Lebih jujur lagi pada diri kita sendiri, yakinkah bahwa anda dan saya pun ketika terpilih jadi kepala daerah tidak akan korupsi?
Sebagai Rakyat Bengkulu yang mencintai daerah ini, apakah kita masih yakin Kepala Daerah kita pilih bebas dari Korupsi
Sebuah refleksi diri pembelajaran dari mantan Bupati Meranti M. Adil di operasi tangkap tangan (OTT) KPK.
Sedihnya di OTT saat bulan suci Ramadhan. Ironisnya lagi terkait kasus korupsi dana penyelenggaraan Ibadah Umroh Pula. Bulan puasa bukan berjuang perangi hawa nafsu, justru makin berani korupsi.
Sangat menyedihkan jika uang yang dikorupsi adalah uang rakyat, bertahun-tahun dikumpulkan dengan suar lelah, banting tulang dan jerit tangis untuk orang Ibadah Umroh?
Gila nga?

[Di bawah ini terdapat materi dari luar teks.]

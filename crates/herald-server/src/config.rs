//! Server configuration loading from file and environment variables.

use herald_fanout::WorkerSettings;
use serde::Deserialize;
use std::net::{IpAddr, Ipv4Addr};
use thiserror::Error;

/// Top-level server configuration.
#[derive(Debug, Clone, Default, Deserialize)]
pub struct Config {
    /// Server network settings.
    #[serde(default)]
    pub server: ServerConfig,

    /// Database settings.
    #[serde(default)]
    pub database: DatabaseConfig,

    /// Fan-out worker settings.
    #[serde(default)]
    pub worker: WorkerConfig,

    /// Delivery relay settings.
    #[serde(default)]
    pub relay: RelayConfig,

    /// Reconciliation sweep settings.
    #[serde(default)]
    pub sweep: SweepConfig,

    /// Logging settings.
    #[serde(default)]
    pub logging: LoggingConfig,
}

/// Network configuration for the HTTP server.
#[derive(Debug, Clone, Deserialize)]
pub struct ServerConfig {
    /// Host address to bind to.
    #[serde(default = "default_host")]
    pub host: IpAddr,

    /// Port to listen on.
    #[serde(default = "default_port")]
    pub port: u16,
}

/// Database configuration.
#[derive(Debug, Clone, Deserialize)]
pub struct DatabaseConfig {
    /// Path to the SQLite database file.
    #[serde(default = "default_db_path")]
    pub path: String,

    /// Busy timeout for SQLite connections, in milliseconds.
    #[serde(default = "default_busy_timeout_ms")]
    pub busy_timeout_ms: u64,

    /// Maximum number of pooled SQLite connections.
    #[serde(default = "default_pool_max_size")]
    pub pool_max_size: u32,
}

/// Fan-out worker configuration.
#[derive(Debug, Clone, Deserialize)]
pub struct WorkerConfig {
    /// Number of concurrent consumer tasks.
    #[serde(default = "default_concurrency")]
    pub concurrency: usize,

    /// Attempts per job before exhaustion.
    #[serde(default = "default_max_attempts")]
    pub max_attempts: u32,

    /// Base delay for exponential retry backoff, in milliseconds.
    #[serde(default = "default_backoff_base_ms")]
    pub backoff_base_ms: i64,

    /// Job lease duration, in milliseconds.
    #[serde(default = "default_lease_ms")]
    pub lease_ms: i64,

    /// Polling fallback interval, in milliseconds.
    #[serde(default = "default_poll_interval_ms")]
    pub poll_interval_ms: u64,
}

impl WorkerConfig {
    /// Converts the config section into runtime worker settings.
    pub fn settings(&self) -> WorkerSettings {
        WorkerSettings {
            concurrency: self.concurrency,
            max_attempts: self.max_attempts,
            backoff_base_ms: self.backoff_base_ms,
            lease_ms: self.lease_ms,
            poll_interval_ms: self.poll_interval_ms,
        }
    }
}

/// Delivery relay configuration.
#[derive(Debug, Clone, Deserialize)]
pub struct RelayConfig {
    /// Capacity of the notification broadcast bus.
    #[serde(default = "default_bus_capacity")]
    pub bus_capacity: usize,
}

/// Reconciliation sweep configuration.
#[derive(Debug, Clone, Deserialize)]
pub struct SweepConfig {
    /// Interval between sweep runs, in seconds. 0 disables the sweep.
    #[serde(default = "default_sweep_interval_secs")]
    pub interval_secs: u64,

    /// Minimum age of a PENDING record before the sweep re-enqueues it,
    /// in seconds. Must exceed the worst-case retry schedule so the sweep
    /// never races an active job.
    #[serde(default = "default_pending_age_secs")]
    pub pending_age_secs: u64,
}

/// Logging configuration.
#[derive(Debug, Clone, Deserialize)]
pub struct LoggingConfig {
    /// Log level filter (e.g., "info", "herald_server=debug,info").
    #[serde(default = "default_log_level")]
    pub level: String,

    /// Whether to output logs in JSON format.
    #[serde(default)]
    pub json: bool,
}

fn default_host() -> IpAddr {
    IpAddr::V4(Ipv4Addr::new(127, 0, 0, 1))
}

fn default_port() -> u16 {
    3000
}

fn default_db_path() -> String {
    "herald.db".to_string()
}

fn default_busy_timeout_ms() -> u64 {
    5_000
}

fn default_pool_max_size() -> u32 {
    8
}

fn default_concurrency() -> usize {
    5
}

fn default_max_attempts() -> u32 {
    herald_queue::DEFAULT_MAX_ATTEMPTS
}

fn default_backoff_base_ms() -> i64 {
    herald_queue::DEFAULT_BACKOFF_BASE_MS
}

fn default_lease_ms() -> i64 {
    herald_queue::DEFAULT_LEASE_MS
}

fn default_poll_interval_ms() -> u64 {
    1_000
}

fn default_bus_capacity() -> usize {
    herald_relay::DEFAULT_BUS_CAPACITY
}

fn default_sweep_interval_secs() -> u64 {
    60
}

fn default_pending_age_secs() -> u64 {
    300
}

fn default_log_level() -> String {
    "info".to_string()
}

impl Default for ServerConfig {
    fn default() -> Self {
        Self {
            host: default_host(),
            port: default_port(),
        }
    }
}

impl Default for DatabaseConfig {
    fn default() -> Self {
        Self {
            path: default_db_path(),
            busy_timeout_ms: default_busy_timeout_ms(),
            pool_max_size: default_pool_max_size(),
        }
    }
}

impl Default for WorkerConfig {
    fn default() -> Self {
        Self {
            concurrency: default_concurrency(),
            max_attempts: default_max_attempts(),
            backoff_base_ms: default_backoff_base_ms(),
            lease_ms: default_lease_ms(),
            poll_interval_ms: default_poll_interval_ms(),
        }
    }
}

impl Default for RelayConfig {
    fn default() -> Self {
        Self {
            bus_capacity: default_bus_capacity(),
        }
    }
}

impl Default for SweepConfig {
    fn default() -> Self {
        Self {
            interval_secs: default_sweep_interval_secs(),
            pending_age_secs: default_pending_age_secs(),
        }
    }
}

impl Default for LoggingConfig {
    fn default() -> Self {
        Self {
            level: default_log_level(),
            json: false,
        }
    }
}

/// Errors that can occur when loading configuration.
#[derive(Debug, Error)]
pub enum ConfigError {
    /// Failed to read the configuration file.
    #[error("failed to read config file: {0}")]
    FileRead(#[from] std::io::Error),

    /// Failed to parse the configuration file.
    #[error("failed to parse config file: {0}")]
    Parse(#[from] toml::de::Error),
}

/// Loads configuration from a TOML file, falling back to defaults.
///
/// Environment variable overrides:
/// - `HERALD_HOST` overrides `server.host`
/// - `HERALD_PORT` overrides `server.port`
/// - `HERALD_DB_PATH` overrides `database.path`
/// - `HERALD_WORKER_CONCURRENCY` overrides `worker.concurrency`
/// - `HERALD_LOG_LEVEL` overrides `logging.level`
/// - `HERALD_LOG_JSON` overrides `logging.json` (set to "true" to enable)
///
/// # Errors
///
/// Returns `ConfigError` if the file exists but cannot be read or parsed.
pub fn load_config(path: Option<&str>) -> Result<Config, ConfigError> {
    let mut config = match path {
        Some(p) => match std::fs::read_to_string(p) {
            Ok(contents) => toml::from_str(&contents)?,
            Err(e) if e.kind() == std::io::ErrorKind::NotFound => {
                tracing::info!(path = p, "config file not found, using defaults");
                Config::default()
            }
            Err(e) => return Err(ConfigError::FileRead(e)),
        },
        None => Config::default(),
    };

    // Environment variable overrides
    if let Ok(host) = std::env::var("HERALD_HOST") {
        if let Ok(parsed) = host.parse() {
            config.server.host = parsed;
        }
    }
    if let Ok(port) = std::env::var("HERALD_PORT") {
        if let Ok(parsed) = port.parse() {
            config.server.port = parsed;
        }
    }
    if let Ok(db_path) = std::env::var("HERALD_DB_PATH") {
        config.database.path = db_path;
    }
    if let Ok(concurrency) = std::env::var("HERALD_WORKER_CONCURRENCY") {
        if let Ok(parsed) = concurrency.parse() {
            config.worker.concurrency = parsed;
        }
    }
    if let Ok(level) = std::env::var("HERALD_LOG_LEVEL") {
        config.logging.level = level;
    }
    if let Ok(json) = std::env::var("HERALD_LOG_JSON") {
        config.logging.json = json == "true" || json == "1";
    }

    Ok(config)
}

Dana untuk Ibadah ke Tanah Suci salah satu bukti ketaatan beribadah menghadap TUHAN, tanpa rasa takut dengan berani dikorupsi juga.
Apalagi cuma kerjaan “duniawi” proyek-proyek fisik jalan, jembatan, sungai, bangunan untuk melayani kebutuhan umat (manusia/rakyat) pasti lebih berani dikorupsi?
Baca link berita, Mantan Bupati Meranti, dulu berani bilang Kementrian Keuangan Sarang Iblis, eh…dijaring OTT KPK.
https://www.kompas.tv/article/396115/pernah-sebut-kemenkeu-isinya-iblis-bupati-meranti-muhammad-adil-terjaring-ott-kpk
Apakah hanya mantan Bupati Kabupaten Meranti, M. Adil yang tidak adil dan manipulatif? Seperti maling teriak maling?
Ataukan justru banyak lagi Kepala Daerah lagi antri untuk ditangkap, atau sengaja dijadikan ATM oleh aparat penegak hukum (APH) menunggu tidak punya jabatan dan kekuasaan mengkorupsi APBD, eh dipenjara juga.
Untuk semangat mengkritisi Kemenkeu, Bupati M Adil, harus diapresiasi harapan rakyat ada perubahan paradigma kepemimpinan, dan mungkin juga teriakan M Adil menjadi salah satu Trigger/Pemicu selain kasus pemukulan oleh Anak Rafael Alun T, seorang mantan pegawai pajak yang dipecat. Sehingga PPATK, Menkopolhukam dan MenKeu Koordinasi sehingga mencuat dugaan kasus ratusan trilyunan di Dirjen Pajak dan Dirjen Bea Cukai.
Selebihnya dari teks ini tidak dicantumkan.